• _Exercise prompt_: Lines from the listing that hold the string "DateTime" are what you should return.
***** Listed records *****
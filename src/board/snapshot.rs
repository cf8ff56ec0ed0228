//! Persisted board topology
//!
//! A [`BoardSnapshot`] records everything the engine knows about what it
//! built on a board: capabilities, routes with their created resources,
//! logger bindings, timers, macros and live ids. Restoring it against the
//! same board lets a new process edit and tear down routes it did not
//! create, emitting the same commands the original session would have.
//!
//! # Example
//!
//! ```ignore
//! board.snapshot().save("board.json")?;
//! // later, in another process
//! let snapshot = BoardSnapshot::load("board.json")?;
//! let (board, events) = Board::restore(transport, EngineConfig::default(), snapshot)?;
//! board.remove_route(RouteId(0))?;
//! ```

use chrono::{DateTime, Utc};
use serde::{Deserialize, Serialize};
use std::collections::BTreeMap;
use std::path::Path;
use std::sync::Arc;

use crossbeam_channel::Receiver;
use tracing::info;

use super::{Board, BoardEvent, DispatchTable, MacroRecord, TimerRecord};
use crate::backend::Transport;
use crate::config::EngineConfig;
use crate::error::{BoardError, Result};
use crate::logger::{EpochClock, LoggerBinding};
use crate::registry::{ModuleInfo, ModuleRegistry};
use crate::route::{NodeArena, Route};
use crate::types::ResourceClass;

/// Current snapshot format
pub const SNAPSHOT_VERSION: u32 = 1;

/// Routes streaming one raw register
#[derive(Debug, Clone, PartialEq, Eq, Serialize, Deserialize)]
pub struct SubscriptionCount {
    pub module: u8,
    pub register: u8,
    pub count: usize,
}

/// Ids of one class held on the board
#[derive(Debug, Clone, PartialEq, Eq, Serialize, Deserialize)]
pub struct LiveIds {
    pub class: ResourceClass,
    pub ids: Vec<u8>,
}

#[derive(Debug, Clone, PartialEq, Serialize, Deserialize)]
pub struct BoardSnapshot {
    pub version: u32,
    pub saved_at: DateTime<Utc>,
    pub modules: Vec<ModuleInfo>,
    pub arena: NodeArena,
    pub routes: Vec<Route>,
    pub next_route: u32,
    pub bindings: Vec<LoggerBinding>,
    pub streams: DispatchTable,
    pub subscriptions: Vec<SubscriptionCount>,
    pub timers: Vec<TimerRecord>,
    pub macros: Vec<MacroRecord>,
    pub live: Vec<LiveIds>,
    pub clock: EpochClock,
}

impl BoardSnapshot {
    pub fn to_json(&self) -> Result<String> {
        serde_json::to_string_pretty(self)
            .map_err(|e| BoardError::Serialization(format!("Failed to serialize snapshot: {}", e)))
    }

    pub fn from_json(json: &str) -> Result<Self> {
        let snapshot: Self = serde_json::from_str(json)
            .map_err(|e| BoardError::Serialization(format!("Failed to parse snapshot: {}", e)))?;
        if snapshot.version != SNAPSHOT_VERSION {
            return Err(BoardError::Serialization(format!(
                "unsupported snapshot version {} (expected {})",
                snapshot.version, SNAPSHOT_VERSION
            )));
        }
        Ok(snapshot)
    }

    pub fn save(&self, path: impl AsRef<Path>) -> Result<()> {
        std::fs::write(path, self.to_json()?)?;
        Ok(())
    }

    pub fn load(path: impl AsRef<Path>) -> Result<Self> {
        Self::from_json(&std::fs::read_to_string(path)?)
    }

    pub fn registry(&self) -> ModuleRegistry {
        let mut registry = ModuleRegistry::new();
        for info in &self.modules {
            registry.insert(info.clone());
        }
        registry
    }
}

impl Board {
    /// Capture the engine's view of the board
    pub fn snapshot(&self) -> BoardSnapshot {
        let state = self.state();
        let logs = self.logs();
        BoardSnapshot {
            version: SNAPSHOT_VERSION,
            saved_at: Utc::now(),
            modules: state.registry.modules().cloned().collect(),
            arena: state.arena.clone(),
            routes: state.routes.values().cloned().collect(),
            next_route: state.next_route,
            bindings: logs.decoder.demux().bindings().to_vec(),
            streams: state.dispatch.clone(),
            subscriptions: state
                .subscriptions
                .iter()
                .map(|(&(module, register), &count)| SubscriptionCount {
                    module,
                    register,
                    count,
                })
                .collect(),
            timers: state.timers.values().cloned().collect(),
            macros: state.macros.values().cloned().collect(),
            live: ResourceClass::ALL
                .into_iter()
                .map(|class| LiveIds {
                    class,
                    ids: self.shared.correlator.live_ids(class),
                })
                .collect(),
            clock: logs.decoder.clock().clone(),
        }
    }

    /// Rebuild a board from a snapshot, ready for use without `initialize`
    pub fn restore(
        transport: Arc<dyn Transport>,
        config: EngineConfig,
        snapshot: BoardSnapshot,
    ) -> Result<(Self, Receiver<BoardEvent>)> {
        if snapshot.version != SNAPSHOT_VERSION {
            return Err(BoardError::Serialization(format!(
                "unsupported snapshot version {}",
                snapshot.version
            )));
        }
        let (board, events) = Self::new(transport, config);
        let registry = snapshot.registry();

        for class in ResourceClass::ALL {
            board
                .shared
                .correlator
                .set_capacity(class, registry.capacity(class));
        }
        for live in &snapshot.live {
            board
                .shared
                .correlator
                .mark_live(live.class, live.ids.iter().copied());
        }

        {
            let mut logs = board.logs();
            *logs.decoder.clock_mut() = snapshot.clock;
            for binding in snapshot.bindings {
                logs.decoder.bind(binding);
            }
        }

        {
            let mut state = board.state();
            state.registry = registry;
            state.arena = snapshot.arena;
            state.routes = snapshot.routes.into_iter().map(|r| (r.id, r)).collect();
            state.next_route = snapshot.next_route;
            state.dispatch = snapshot.streams;
            state.subscriptions = snapshot
                .subscriptions
                .into_iter()
                .map(|s| ((s.module, s.register), s.count))
                .collect::<BTreeMap<_, _>>();
            state.timers = snapshot.timers.into_iter().map(|t| (t.id, t)).collect();
            state.macros = snapshot.macros.into_iter().map(|m| (m.id, m)).collect();
            state.initialized = true;
            info!(
                "restored {} routes saved at {}",
                state.routes.len(),
                snapshot.saved_at
            );
        }
        Ok((board, events))
    }
}

#[cfg(test)]
mod tests {
    use super::*;
    use crate::backend::transport::MockTransport;

    fn empty_snapshot() -> BoardSnapshot {
        let transport = Arc::new(MockTransport::new());
        let (board, _events) = Board::new(transport, EngineConfig::default());
        board.snapshot()
    }

    #[test]
    fn test_json_roundtrip() {
        let snapshot = empty_snapshot();
        let json = snapshot.to_json().unwrap();
        assert_eq!(BoardSnapshot::from_json(&json).unwrap(), snapshot);
    }

    #[test]
    fn test_version_mismatch_rejected() {
        let mut snapshot = empty_snapshot();
        snapshot.version = SNAPSHOT_VERSION + 1;
        let json = snapshot.to_json().unwrap();
        assert!(matches!(
            BoardSnapshot::from_json(&json),
            Err(BoardError::Serialization(_))
        ));
    }

    #[test]
    fn test_restore_is_initialized_and_writes_nothing() {
        let snapshot = empty_snapshot();
        let mut transport = MockTransport::new();
        transport.expect_write().never();
        let (board, _events) =
            Board::restore(Arc::new(transport), EngineConfig::default(), snapshot).unwrap();
        assert!(board.is_initialized());
        assert!(board.routes().is_empty());
    }
}
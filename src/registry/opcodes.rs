//! Register opcodes and revision thresholds, grouped per module.

/// Data processor (0x09)
pub mod processor {
    pub const ADD: u8 = 0x02;
    pub const NOTIFY: u8 = 0x03;
    pub const STATE: u8 = 0x04;
    pub const PARAMETER: u8 = 0x05;
    pub const REMOVE: u8 = 0x06;
    pub const NOTIFY_ENABLE: u8 = 0x07;
    pub const REMOVE_ALL: u8 = 0x08;

    pub const HIGHPASS_REVISION: u8 = 2;
    pub const ENHANCED_STREAMING_REVISION: u8 = 2;
    pub const FUSER_REVISION: u8 = 3;

    /// Processor type bytes leading each config
    pub mod kind {
        pub const PASSTHROUGH: u8 = 0x01;
        pub const ACCUMULATOR: u8 = 0x02;
        pub const AVERAGE: u8 = 0x03;
        pub const COMPARISON: u8 = 0x06;
        pub const COMBINER: u8 = 0x07;
        pub const TIME: u8 = 0x08;
        pub const MATH: u8 = 0x09;
        pub const DELAY: u8 = 0x0a;
        pub const BUFFER: u8 = 0x0f;
        pub const PACKER: u8 = 0x10;
        pub const ACCOUNTER: u8 = 0x11;
        pub const FUSER: u8 = 0x1b;
    }
}

/// Event (0x0a)
pub mod event {
    pub const ENTRY: u8 = 0x02;
    pub const CMD_PARAMETERS: u8 = 0x03;
    pub const REMOVE: u8 = 0x04;
    pub const REMOVE_ALL: u8 = 0x05;
}

/// Logging (0x0b)
pub mod logging {
    pub const ENABLE: u8 = 0x01;
    pub const TRIGGER: u8 = 0x02;
    pub const REMOVE: u8 = 0x03;
    pub const TIME: u8 = 0x04;
    pub const LENGTH: u8 = 0x05;
    pub const READOUT: u8 = 0x06;
    pub const READOUT_NOTIFY: u8 = 0x07;
    pub const READOUT_PROGRESS: u8 = 0x08;
    pub const REMOVE_ENTRIES: u8 = 0x09;
    pub const READOUT_PAGE_COMPLETED: u8 = 0x0d;
    pub const READOUT_PAGE_CONFIRM: u8 = 0x0e;

    pub const PAGE_CONFIRM_REVISION: u8 = 2;

    /// Loggers store this many data bytes per entry
    pub const ENTRY_DATA_LEN: usize = 4;
    /// id/reset byte + 4-byte tick + data
    pub const ENTRY_LEN: usize = 1 + 4 + ENTRY_DATA_LEN;
}

/// Timer (0x0c)
pub mod timer {
    pub const CREATE: u8 = 0x02;
    pub const START: u8 = 0x03;
    pub const STOP: u8 = 0x04;
    pub const REMOVE: u8 = 0x05;
    pub const NOTIFY: u8 = 0x06;

    /// Repetition count meaning "fire forever"
    pub const REPEAT_FOREVER: u16 = 0xffff;
}

/// Macro (0x0f)
pub mod macros {
    pub const ENABLE: u8 = 0x01;
    pub const BEGIN: u8 = 0x02;
    pub const ADD_COMMAND: u8 = 0x03;
    pub const END: u8 = 0x04;
    pub const EXECUTE: u8 = 0x05;
    pub const ERASE_ALL: u8 = 0x08;
}

/// Sensor fusion (0x19)
pub mod sensor_fusion {
    pub const CALIBRATION_STATE: u8 = 0x0b;

    pub const CALIBRATION_REVISION: u8 = 1;
}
*****
• _Response area_:
use chrono::{DateTime, Utc};
    pub saved_at: DateTime<Utc>,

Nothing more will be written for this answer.